◆ Exercise directions ◆
Both the line below containing "Type::Struct(id) => self.structs[*id]" and the line containing "a message and", along with every line between them, should be repeated exactly; no other line belongs in the answer.

◆ Record excerpts ◆
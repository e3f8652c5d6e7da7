//! Opaque ID newtypes for all IR entities.
//!
//! Program-level arenas hand out [`ModuleId`], [`StructId`], [`FunctionId`]
//! and [`VariableId`]. Module-level arenas hand out [`EndpointId`],
//! [`InstanceId`] and [`ConnectionId`]. Each function owns a block arena
//! keyed by [`BlockId`]. Constants are interned into the program's constant
//! table and addressed by [`ConstantId`].

use crate::arena::ArenaId;
use serde::{Deserialize, Serialize};

macro_rules! define_id {
    ($(#[$meta:meta])* $name:ident) => {
        $(#[$meta])*
        #[derive(Clone, Copy, PartialEq, Eq, Hash, PartialOrd, Ord, Debug, Serialize, Deserialize)]
        pub struct $name(u32);

        impl $name {
            /// Creates an ID from a raw `u32` index.
            pub fn from_raw(index: u32) -> Self {
                Self(index)
            }

            /// Returns the raw `u32` index.
            pub fn as_raw(self) -> u32 {
                self.0
            }
        }

        impl ArenaId for $name {
            fn from_raw(index: u32) -> Self {
                Self(index)
            }

            fn as_raw(self) -> u32 {
                self.0
            }
        }
    };
}

define_id!(
    /// A module (processor, graph or namespace) in a program.
    ModuleId
);

define_id!(
    /// A struct definition in a program.
    StructId
);

define_id!(
    /// A function in a program.
    FunctionId
);

define_id!(
    /// A variable of any role: state, local, constant, parameter or external.
    VariableId
);

define_id!(
    /// A basic block within one function.
    BlockId
);

define_id!(
    /// An input or output endpoint of one module.
    EndpointId
);

define_id!(
    /// A processor instance (graph node) within one graph.
    InstanceId
);

define_id!(
    /// A connection within one graph.
    ConnectionId
);

define_id!(
    /// An interned constant in the program's constant table.
    ConstantId
);

#[cfg(test)]
mod tests {
    use super::*;
    use std::collections::HashSet;

    #[test]
    fn id_roundtrip() {
        assert_eq!(FunctionId::from_raw(42).as_raw(), 42);
    }

    #[test]
    fn id_hash_in_set() {
        let mut set = HashSet::new();
        set.insert(BlockId::from_raw(1));
        set.insert(BlockId::from_raw(2));
        set.insert(BlockId::from_raw(1));
        assert_eq!(set.len(), 2);
    }

    #[test]
    fn id_serde_roundtrip() {
        let id = VariableId::from_raw(99);
        let json = serde_json::to_string(&id).unwrap();
        let restored: VariableId = serde_json::from_str(&json).unwrap();
        assert_eq!(id, restored);
    }
}
impl Type {
    /// The `void` type.
    pub fn void() -> Self {
        Type::Primitive(PrimitiveType::Void)
    }

    /// The `bool` type.
    pub fn bool() -> Self {
        Type::Primitive(PrimitiveType::Bool)
    }

    /// The `int32` type.
    pub fn int32() -> Self {
        Type::Primitive(PrimitiveType::Int32)
    }

    /// The `int64` type.
    pub fn int64() -> Self {
        Type::Primitive(PrimitiveType::Int64)
    }

    /// The `float32` type.
    pub fn float32() -> Self {
        Type::Primitive(PrimitiveType::Float32)
    }

    /// The `float64` type.
    pub fn float64() -> Self {
        Type::Primitive(PrimitiveType::Float64)
    }

    /// A vector of `size` lanes of `element`.
    pub fn vector(element: PrimitiveType, size: u32) -> Self {
        Type::Vector { element, size }
    }

    /// A fixed-size array.
    pub fn array(element: Type, size: u32) -> Self {
        Type::Array {
            element: Box::new(element),
            size: Some(size),
        }
    }

    /// An unsized array.
    pub fn unsized_array(element: Type) -> Self {
        Type::Array {
            element: Box::new(element),
            size: None,
        }
    }

    /// Adds a const qualifier. A reference stays outermost, so `T&` becomes
    /// `const T&`.
    pub fn make_const(self) -> Self {
        match self {
            Type::Const(_) => self,
            Type::Reference(inner) => Type::Reference(Box::new(inner.make_const())),
            other => Type::Const(Box::new(other)),
        }
    }

    /// Turns the type into a reference, unless it already is one.
    pub fn make_reference(self) -> Self {
        match self {
            Type::Reference(_) => self,
            other => Type::Reference(Box::new(other)),
        }
    }

    /// Strips an outer reference.
    pub fn remove_reference(&self) -> &Type {
        match self {
            Type::Reference(inner) => inner,
            other => other,
        }
    }

    /// Strips an outer const qualifier.
    pub fn remove_const(&self) -> &Type {
        match self {
            Type::Const(inner) => inner,
            other => other,
        }
    }

    /// Strips the reference and then the const qualifier.
    pub fn remove_qualifiers(&self) -> &Type {
        self.remove_reference().remove_const()
    }

    /// Returns `true` for a reference type.
    pub fn is_reference(&self) -> bool {
        matches!(self, Type::Reference(_))
    }

    /// Returns `true` if the value (ignoring references) is const.
    pub fn is_const(&self) -> bool {
        matches!(self.remove_reference(), Type::Const(_))
    }

    /// Returns `true` for `void`, ignoring qualifiers.
    pub fn is_void(&self) -> bool {
        matches!(self.remove_qualifiers(), Type::Primitive(PrimitiveType::Void))
    }

    /// Returns `true` for an array of either kind, ignoring qualifiers.
    pub fn is_array(&self) -> bool {
        matches!(self.remove_qualifiers(), Type::Array { .. })
    }

    /// Returns `true` for an array with a known size.
    pub fn is_fixed_size_array(&self) -> bool {
        matches!(self.remove_qualifiers(), Type::Array { size: Some(_), .. })
    }

    /// Returns `true` for an unsized array.
    pub fn is_unsized_array(&self) -> bool {
        matches!(self.remove_qualifiers(), Type::Array { size: None, .. })
    }

    /// Returns `true` for a vector, ignoring qualifiers.
    pub fn is_vector(&self) -> bool {
        matches!(self.remove_qualifiers(), Type::Vector { .. })
    }

    /// Returns `true` for a struct, ignoring qualifiers.
    pub fn is_struct(&self) -> bool {
        matches!(self.remove_qualifiers(), Type::Struct(_))
    }

    /// Returns the primitive of a scalar or of a vector's lanes.
    pub fn primitive(&self) -> Option<PrimitiveType> {
        match self.remove_qualifiers() {
            Type::Primitive(p) => Some(*p),
            Type::Vector { element, .. } => Some(*element),
            _ => None,
        }
    }

    /// Returns the primitive if this is a scalar or a one-lane vector.
    pub fn scalar_primitive(&self) -> Option<PrimitiveType> {
        match self.remove_qualifiers() {
            Type::Primitive(p) => Some(*p),
            Type::Vector { element, size: 1 } => Some(*element),
            _ => None,
        }
    }

    /// Returns `true` for a scalar of an integer type.
    pub fn is_integer(&self) -> bool {
        matches!(self.remove_qualifiers(), Type::Primitive(p) if p.is_integer())
    }

    /// Returns `true` for a scalar bool.
    pub fn is_bool(&self) -> bool {
        matches!(self.remove_qualifiers(), Type::Primitive(PrimitiveType::Bool))
    }

    /// Returns the element type of an array or vector.
    pub fn element_type(&self) -> Option<Type> {
        match self.remove_qualifiers() {
            Type::Array { element, .. } => Some((**element).clone()),
            Type::Vector { element, .. } => Some(Type::Primitive(*element)),
            _ => None,
        }
    }

    /// Returns the number of elements of a fixed array or vector.
    pub fn element_count(&self) -> Option<u32> {
        match self.remove_qualifiers() {
            Type::Array { size, .. } => *size,
            Type::Vector { size, .. } => Some(*size),
            _ => None,
        }
    }

    /// Size in bytes when packed into a stack frame.
    ///
    /// References, unsized arrays and strings are pointer-sized. Sizes too
    /// large for a `u64` saturate at `u64::MAX`.
    pub fn packed_size(&self, structs: &Arena<StructId, Structure>) -> u64 {
        match self {
            Type::Primitive(p) => p.packed_size(),
            Type::Vector { element, size } => element.packed_size().saturating_mul(u64::from(*size)),
            Type::Array {
                element,
                size: Some(size),
            } => element.packed_size(structs).saturating_mul(u64::from(*size)),
            Type::Array { size: None, .. } | Type::Reference(_) | Type::StringLiteral => 8,
            Type::Struct(id) => structs.try_get(*id).map_or(0, |s| {
                s.members
                    .iter()
                    .fold(0u64, |total, m| total.saturating_add(m.ty.packed_size(structs)))
            }),
            Type::Const(inner) => inner.packed_size(structs),
        }
    }

    /// Applies `map` to every struct ID inside this type.
    pub fn try_map_structs<E>(
        &self,
        map: &mut impl FnMut(StructId) -> Result<StructId, E>,
    ) -> Result<Type, E> {
        Ok(match self {
            Type::Struct(id) => Type::Struct(map(*id)?),
            Type::Array { element, size } => Type::Array {
                element: Box::new(element.try_map_structs(map)?),
                size: *size,
            },
            Type::Const(inner) => Type::Const(Box::new(inner.try_map_structs(map)?)),
            Type::Reference(inner) => Type::Reference(Box::new(inner.try_map_structs(map)?)),
            other => other.clone(),
        })
    }

    /// Formats the type in HEART syntax, using `struct_name` for struct
    /// types.
    pub fn describe(&self, struct_name: &dyn Fn(StructId) -> String) -> String {
        match self {
            Type::Primitive(p) => p.name().to_string(),
            Type::Vector { element, size } => format!("{}<{size}>", element.name()),
            Type::Array {
                element,
                size: Some(size),
            } => format!("{}[{size}]", element.describe(struct_name)),
            Type::Array { element, size: None } => format!("{}[]", element.describe(struct_name)),
            Type::Struct(id) => struct_name(*id),
            Type::StringLiteral => "string".to_string(),
            Type::Const(inner) => format!("const {}", inner.describe(struct_name)),
            Type::Reference(inner) => format!("{}&", inner.describe(struct_name)),
        }
    }
}
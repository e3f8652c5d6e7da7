//! Token kinds for the HEART lexer.
//!
//! HEART keywords are context-sensitive, so they are lexed as plain
//! [`HeartToken::Identifier`]s and matched by text in the parser. Literal
//! values are not stored in the token; the parser reads them back from the
//! source through the token's span.

use resonate_source::Span;

/// A HEART token kind.
#[derive(Clone, Copy, PartialEq, Eq, Hash, Debug)]
pub enum HeartToken {
    /// A name or keyword: `processor`, `float32`, `gain`, `_nan32`.
    Identifier,
    /// A function-local name: `$x`.
    LocalName,
    /// A block label: `@loop`.
    BlockLabel,
    /// An integer literal, optionally negative and optionally `L`-suffixed.
    Integer,
    /// A float literal, optionally negative and optionally `f`-suffixed.
    Float,
    /// A double-quoted string literal.
    StringLiteral,
    /// `#`
    Hash,
    /// `{`
    LeftBrace,
    /// `}`
    RightBrace,
    /// `(`
    LeftParen,
    /// `)`
    RightParen,
    /// `[`
    LeftBracket,
    /// `]`
    RightBracket,
    /// `<`
    Less,
    /// `>`
    Greater,
    /// `,`
    Comma,
    /// `;`
    Semicolon,
    /// `:`
    Colon,
    /// `::`
    DoubleColon,
    /// `.`
    Dot,
    /// `=`
    Equals,
    /// `->`
    Arrow,
    /// `?`
    Question,
    /// `&`
    Ampersand,
    /// `*`
    Star,
    /// `/`
    Slash,
    /// End of input.
    Eof,
}

impl HeartToken {
    /// Returns a short description for error messages.
    pub fn describe(self) -> &'static str {
        match self {
            HeartToken::Identifier => "identifier",
            HeartToken::LocalName => "local variable name",
            HeartToken::BlockLabel => "block label",
            HeartToken::Integer => "integer literal",
            HeartToken::Float => "float literal",
            HeartToken::StringLiteral => "string literal",
            HeartToken::Hash => "'#'",
            HeartToken::LeftBrace => "'{'",
            HeartToken::RightBrace => "'}'",
            HeartToken::LeftParen => "'('",
            HeartToken::RightParen => "')'",
            HeartToken::LeftBracket => "'['",
            HeartToken::RightBracket => "']'",
            HeartToken::Less => "'<'",
            HeartToken::Greater => "'>'",
            HeartToken::Comma => "','",
            HeartToken::Semicolon => "';'",
            HeartToken::Colon => "':'",
            HeartToken::DoubleColon => "'::'",
            HeartToken::Dot => "'.'",
            HeartToken::Equals => "'='",
            HeartToken::Arrow => "'->'",
            HeartToken::Question => "'?'",
            HeartToken::Ampersand => "'&'",
            HeartToken::Star => "'*'",
            HeartToken::Slash => "'/'",
            HeartToken::Eof => "end of file",
        }
    }
}

/// A token kind paired with its location in the source text.
#[derive(Clone, Copy, PartialEq, Eq, Debug)]
pub struct Token {
    /// What kind of token this is.
    pub kind: HeartToken,
    /// Where the token appears.
    pub span: Span,
}
//! Rendering backends for human-readable and machine-readable output.

use crate::diagnostic::Diagnostic;
use crate::label::LabelStyle;
use crate::list::DiagnosticList;
use resonate_source::SourceDb;

/// Formats diagnostics for one kind of output.
pub trait DiagnosticRenderer {
    /// Renders a single diagnostic.
    fn render(&self, diag: &Diagnostic, sources: &SourceDb) -> String;

    /// Renders every diagnostic of a list, in order.
    fn render_all(&self, list: &DiagnosticList, sources: &SourceDb) -> String {
        list.iter().map(|d| self.render(d, sources)).collect()
    }
}

/// Renders diagnostics in a rustc-like terminal format:
///
/// ```text
/// error[G301]: Feedback cycle in graph: a -> b -> a
///   --> dump.heart:12:5
///    |
/// 12 |     connection a.out -> b.in;
///    |     ^^^^^^^^^^^^^^^^^^^^^^^^^
///    = note: ...
/// ```
pub struct TerminalRenderer {
    /// Whether to wrap the severity in ANSI colour codes.
    pub color: bool,
}

impl TerminalRenderer {
    /// Creates a new terminal renderer.
    pub fn new(color: bool) -> Self {
        Self { color }
    }

    fn severity_text(&self, diag: &Diagnostic) -> String {
        if !self.color {
            return diag.severity.to_string();
        }
        let colour = if diag.severity.is_error() { "31" } else { "33" };
        format!("\x1b[1;{colour}m{}\x1b[0m", diag.severity)
    }
}

impl DiagnosticRenderer for TerminalRenderer {
    fn render(&self, diag: &Diagnostic, sources: &SourceDb) -> String {
        let mut out = format!(
            "{}[{}]: {}\n",
            self.severity_text(diag),
            diag.code,
            diag.message
        );

        if let (Some(location), Some(file)) = (
            sources.locate(diag.primary_span),
            sources.file(diag.primary_span.file),
        ) {
            let line_num = location.line.to_string();
            let gutter = " ".repeat(line_num.len());
            let underline = "^".repeat(diag.primary_span.len().max(1) as usize);
            let indent = " ".repeat(location.column.saturating_sub(1) as usize);
            let primary_msg = diag
                .labels
                .iter()
                .find(|l| l.style == LabelStyle::Primary)
                .map(|l| format!(" {}", l.message))
                .unwrap_or_default();

            out.push_str(&format!("  --> {location}\n"));
            out.push_str(&format!("{gutter} |\n"));
            out.push_str(&format!(
                "{line_num} | {}\n",
                file.line_text(diag.primary_span.start)
            ));
            out.push_str(&format!("{gutter} | {indent}{underline}{primary_msg}\n"));
        }

        for label in diag.labels.iter().filter(|l| l.style == LabelStyle::Secondary) {
            match sources.locate(label.span) {
                Some(location) => {
                    out.push_str(&format!("   = {}: {location}\n", label.message))
                }
                None => out.push_str(&format!("   = {}\n", label.message)),
            }
        }
        for note in &diag.notes {
            out.push_str(&format!("   = note: {note}\n"));
        }
        for help in &diag.help {
            out.push_str(&format!("   = help: {help}\n"));
        }
        out
    }
}

/// Renders each diagnostic as one line of JSON for tooling.
pub struct JsonRenderer;

impl DiagnosticRenderer for JsonRenderer {
    fn render(&self, diag: &Diagnostic, sources: &SourceDb) -> String {
        let location = sources.locate(diag.primary_span).map(|l| {
            serde_json::json!({
                "file": l.file_name,
                "line": l.line,
                "column": l.column,
            })
        });
        let value = serde_json::json!({
            "severity": diag.severity.to_string(),
            "code": diag.code.to_string(),
            "message": diag.message,
            "location": location,
            "notes": diag.notes,
            "help": diag.help,
        });
        format!("{value}\n")
    }
}
//! Result types of expressions.

use crate::program::Program;
use crate::stmt::{Expr, ProcessorProperty, SubElementIndex, UnaryOp};
use crate::types::Type;

impl Program {
    /// Returns the type an expression evaluates to.
    ///
    /// Indexing something that has no elements yields `void`, which every
    /// type check downstream rejects.
    pub fn expr_type(&self, expr: &Expr) -> Type {
        match expr {
            Expr::Variable(v) => self.variables[*v].ty.clone(),
            Expr::Constant(c) => self.constants.get(*c).ty(),
            Expr::SubElement { parent, index } => {
                let parent_type = self.expr_type(parent);
                self.sub_element_type(&parent_type, index)
            }
            Expr::Cast { ty, .. } => ty.clone(),
            Expr::Unary { op, source } => match op {
                UnaryOp::LogicalNot => Type::bool(),
                _ => self.expr_type(source).remove_qualifiers().clone(),
            },
            Expr::Binary { op, lhs, .. } => {
                if op.yields_bool() {
                    Type::bool()
                } else {
                    self.expr_type(lhs).remove_qualifiers().clone()
                }
            }
            Expr::PureCall { function, .. } => self.functions[*function].return_type.clone(),
            Expr::ProcessorProperty(property) => match property {
                ProcessorProperty::Period | ProcessorProperty::Frequency => Type::float64(),
                ProcessorProperty::Id => Type::int32(),
            },
        }
    }

    fn sub_element_type(&self, parent: &Type, index: &SubElementIndex) -> Type {
        let parent = parent.remove_qualifiers();
        match index {
            SubElementIndex::Fixed(_) | SubElementIndex::Dynamic(_) => {
                parent.element_type().unwrap_or_else(Type::void)
            }
            SubElementIndex::Member(name) => match parent {
                Type::Struct(id) => self.structs[*id]
                    .members
                    .iter()
                    .find(|m| &m.name == name)
                    .map_or_else(Type::void, |m| m.ty.clone()),
                _ => Type::void(),
            },
            SubElementIndex::Slice(start, end) => {
                let len = end.saturating_sub(*start);
                match parent {
                    Type::Vector { element, .. } => Type::vector(*element, len),
                    Type::Array { element, .. } => Type::array((**element).clone(), len),
                    _ => Type::void(),
                }
            }
        }
    }
}
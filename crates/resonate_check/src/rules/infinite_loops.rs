//! `infinite-loops`: loops that can neither exit nor advance.

use resonate_diagnostics::{Diagnostic, DiagnosticCode};
use resonate_ir::Program;
use resonate_link::check_infinite_loops;

use crate::{CheckContext, ProgramCheck};

/// Rejects functions in which no path from the entry returns or advances.
pub struct InfiniteLoops;

impl ProgramCheck for InfiniteLoops {
    fn code(&self) -> DiagnosticCode {
        resonate_link::errors::I204
    }

    fn name(&self) -> &str {
        "infinite-loops"
    }

    fn description(&self) -> &str {
        "every function can return or advance"
    }

    fn check(&self, program: &Program, _context: &CheckContext<'_>) -> Result<(), Diagnostic> {
        check_infinite_loops(program)
    }
}
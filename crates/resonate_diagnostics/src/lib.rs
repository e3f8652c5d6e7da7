//! Structured diagnostics for the resonate compiler core.
//!
//! Every user-facing failure is a [`Diagnostic`] carrying a severity, a
//! categorised [`DiagnosticCode`], a message and a source [`Span`]. Passes
//! return the first one they hit as `Err`. The pipeline collects them into a
//! [`DiagnosticList`], which a [`DiagnosticRenderer`] turns into terminal text
//! or JSON.
//!
//! [`Span`]: resonate_source::Span

#![warn(missing_docs)]

pub mod code;
pub mod diagnostic;
pub mod label;
pub mod list;
pub mod renderer;
pub mod severity;

pub use code::{Category, DiagnosticCode};
pub use diagnostic::Diagnostic;
pub use label::{Label, LabelStyle};
pub use list::DiagnosticList;
pub use renderer::{DiagnosticRenderer, JsonRenderer, TerminalRenderer};
pub use severity::Severity;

◆ Result of the task ◆
                Type::Struct(id) => self.structs[*id]
                    .members
                    .iter()
                    .find(|m| &m.name == name)
                    .map_or_else(Type::void, |m| m.ty.clone()),
                _ => Type::void(),
            },
            SubElementIndex::Slice(start, end) => {
                let len = end.saturating_sub(*start);
                match parent {
                    Type::Vector { element, .. } => Type::vector(*element, len),
                    Type::Array { element, .. } => Type::array((**element).clone(), len),
                    _ => Type::void(),
                }
            }
        }
    }
}
filename crates/resonate_check/src/rules/infinite_loops.rs
//! `infinite-loops`: loops that can neither exit nor advance.

use resonate_diagnostics::{Diagnostic, DiagnosticCode};
use resonate_ir::Program;
use resonate_link::check_infinite_loops;

use crate::{CheckContext, ProgramCheck};

/// Rejects functions in which no path from the entry returns or advances.
pub struct InfiniteLoops;

impl ProgramCheck for InfiniteLoops {
    fn code(&self) -> DiagnosticCode {
        resonate_link::errors::I204
    }

    fn name(&self) -> &str {
        "infinite-loops"
    }

    fn description(&self) -> &str {
        "every function can return or advance"
    }

    fn check(&self, program: &Program, _context: &CheckContext<'_>) -> Result<(), Diagnostic> {
        check_infinite_loops(program)
    }
}
filename crates/resonate_diagnostics/src/lib.rs
repository e3f8652c5d6e7da7
//! Structured diagnostics for the resonate compiler core.
//!
//! Every user-facing failure is a [`Diagnostic`] carrying a severity, a
//! categorised [`DiagnosticCode`], a message and a source [`Span`]. Passes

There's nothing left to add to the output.